Fresh Logic

Fresh Logic May 23, 2014

In his preface to Receptive Ecumenism, Paul Murray explains that the “driving assumption is that if all were to be asking and acting upon this question, even relatively independently of each other, then all would be moving, albeit somewhat unpredictably, and in such a fashion as might open up currently unforeseeable possibilities” (x). 

He does not despise the careful conceptual clarification that has been central to bilateral ecumenical discussions, but argues that something more is needed at the present time: “As necessary complement, then, to the important work of conceptual and grammatical clarification, the strategy espoused here of a somewhat ad hoc yet nevertheless systematically tested and responsible receptive learning process has, it is assumed, the potential to take each tradition with integrity to a different place than at present; one resulting . . . from the creative expansion of current logic rather than its mere clarification, extrapolation, and repetition. The further assumption is that the new places in which the various traditions might with integrity so find themselves could, in turn, give rise to contexts in which issues of apparently irreconcilable difference – viewed from within the respective current logic of things – become genuinely navigable as all grow with creative integrity but nonlinearly beyond the present impasse.” (14).

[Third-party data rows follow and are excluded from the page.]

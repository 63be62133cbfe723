//! Cohort roster: which subjects have two usable sessions.
//!
//! The roster is a tab-separated `participants.tsv` with one row per
//! subject, carrying the two MR session IDs, whether the follow-up scan
//! was actually acquired, and the surgery date when the subject underwent
//! decompression surgery between the sessions.

use std::path::Path;

use anyhow::{Context, Result};
use serde::Deserialize;

#[derive(Debug, Deserialize)]
struct RosterRow {
    session_1: String,
    session_2: String,
    followup_done: String,
    #[serde(default)]
    surgery_date: Option<String>,
}

/// One subject with two imaging sessions.
#[derive(Debug, Clone, PartialEq, Eq)]
pub struct Subject {
    pub session_1: String,
    pub session_2: String,
    /// Date of decompression surgery, if any (`n/a` in the table means none).
    pub surgery_date: Option<String>,
}

impl Subject {
    /// BIDS participant ID, the two session IDs concatenated.
    pub fn id(&self) -> String {
        format!("sub-{}{}", self.session_1, self.session_2)
    }

    pub fn session_ids(&self) -> [&str; 2] {
        [&self.session_1, &self.session_2]
    }

    pub fn had_surgery(&self) -> bool {
        self.surgery_date.is_some()
    }
}

/// Load the roster, keeping only subjects whose follow-up session was
/// acquired (`followup_done == yes`).
pub fn load(path: &Path) -> Result<Vec<Subject>> {
    let mut reader = csv::ReaderBuilder::new()
        .delimiter(b'\t')
        .from_path(path)
        .with_context(|| format!("failed to open roster {}", path.display()))?;

    let mut subjects = Vec::new();
    for (index, row) in reader.deserialize::<RosterRow>().enumerate() {
        // +2: header line plus 1-based numbering
        let row = row.with_context(|| format!("malformed roster row {} in {}", index + 2, path.display()))?;
        if !row.followup_done.eq_ignore_ascii_case("yes") {
            continue;
        }
        subjects.push(Subject {
            session_1: row.session_1,
            session_2: row.session_2,
            surgery_date: normalize_date(row.surgery_date),
        });
    }
    Ok(subjects)
}

/// Find the subject whose first session matches `session_1`.
pub fn find_by_session1<'a>(subjects: &'a [Subject], session_1: &str) -> Option<&'a Subject> {
    subjects.iter().find(|s| s.session_1 == session_1)
}

fn normalize_date(value: Option<String>) -> Option<String> {
    match value {
        Some(v) if v.trim().is_empty() || v.trim().eq_ignore_ascii_case("n/a") => None,
        other => other,
    }
}

#[cfg(test)]
mod tests {
    use super::*;
    use std::io::Write;
    use tempfile::TempDir;

    const ROSTER: &str = "\
session_1\tsession_2\tfollowup_done\tsurgery_date
2390B\t4949B\tyes\tn/a
1836B\t6029B\tyes\t2019-04-23
1111B\t2222B\tno\tn/a
";

    fn write_roster(content: &str) -> (TempDir, std::path::PathBuf) {
        let tmp = TempDir::new().unwrap();
        let path = tmp.path().join("participants.tsv");
        let mut file = std::fs::File::create(&path).unwrap();
        write!(file, "{content}").unwrap();
        (tmp, path)
    }

    #[test]
    fn test_load_filters_missing_followup() {
        let (_tmp, path) = write_roster(ROSTER);
        let subjects = load(&path).unwrap();

        assert_eq!(subjects.len(), 2);
        assert_eq!(subjects[0].id(), "sub-2390B4949B");
        assert_eq!(subjects[0].session_ids(), ["2390B", "4949B"]);
        assert!(!subjects[0].had_surgery());
        assert_eq!(subjects[1].surgery_date.as_deref(), Some("2019-04-23"));
    }

    #[test]
    fn test_find_by_session1() {
        let (_tmp, path) = write_roster(ROSTER);
        let subjects = load(&path).unwrap();

        assert!(find_by_session1(&subjects, "1836B").unwrap().had_surgery());
        assert!(find_by_session1(&subjects, "0000B").is_none());
    }

    #[test]
    fn test_malformed_row_is_an_error() {
        let (_tmp, path) = write_roster("session_1\tsession_2\tfollowup_done\tsurgery_date\nonly-one-field\n");
        assert!(load(&path).is_err());
    }
}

Fundamentally, Murray advocates a replacement of an assertive logic of competition and conflict for a Levinasian logic that prioritizes attending to the other: “Only in this way can the closed logic of competitive assertion and defence be transcended by an imaginative dynamic capable of opening up fresh possibilities. For this to happen, for this process of overcoming stasis to begin, it requires some to take responsibility, to take the initiative, and this regardless of whether others are ready to reciprocate. As the therapeutic adage goes, ‘We cannot change others. We can only change ourselves and, thereby, the way we relate to others.’ But doing this will itself alter things and open up new possibilities” (15).

Catholics who pursue receptive ecumenism thus seek to learn from other traditions of the Christian church, not in an effort to become less Catholic but to become more Catholic, as Catholics become “more appropriately Anglican, more appropriately Lutheran, more appropriately Methodist, more appropriately Orthodox” (16). Reception of the gifts of others will enrich Catholicism, expose blind spots, and perhaps open up fresh ways through the apparently intractable conflicts of the past. He describes is as a conversion of heart, almost a romance, “a matter of falling in love with the experienced presence and action of God in the people, practices, and even structures of another tradition” (15).

It’s a generous offer and a generous program. Perhaps Evangelicals will reciprocate by listening more carefully to Catholics so as to become more fully Evangelical?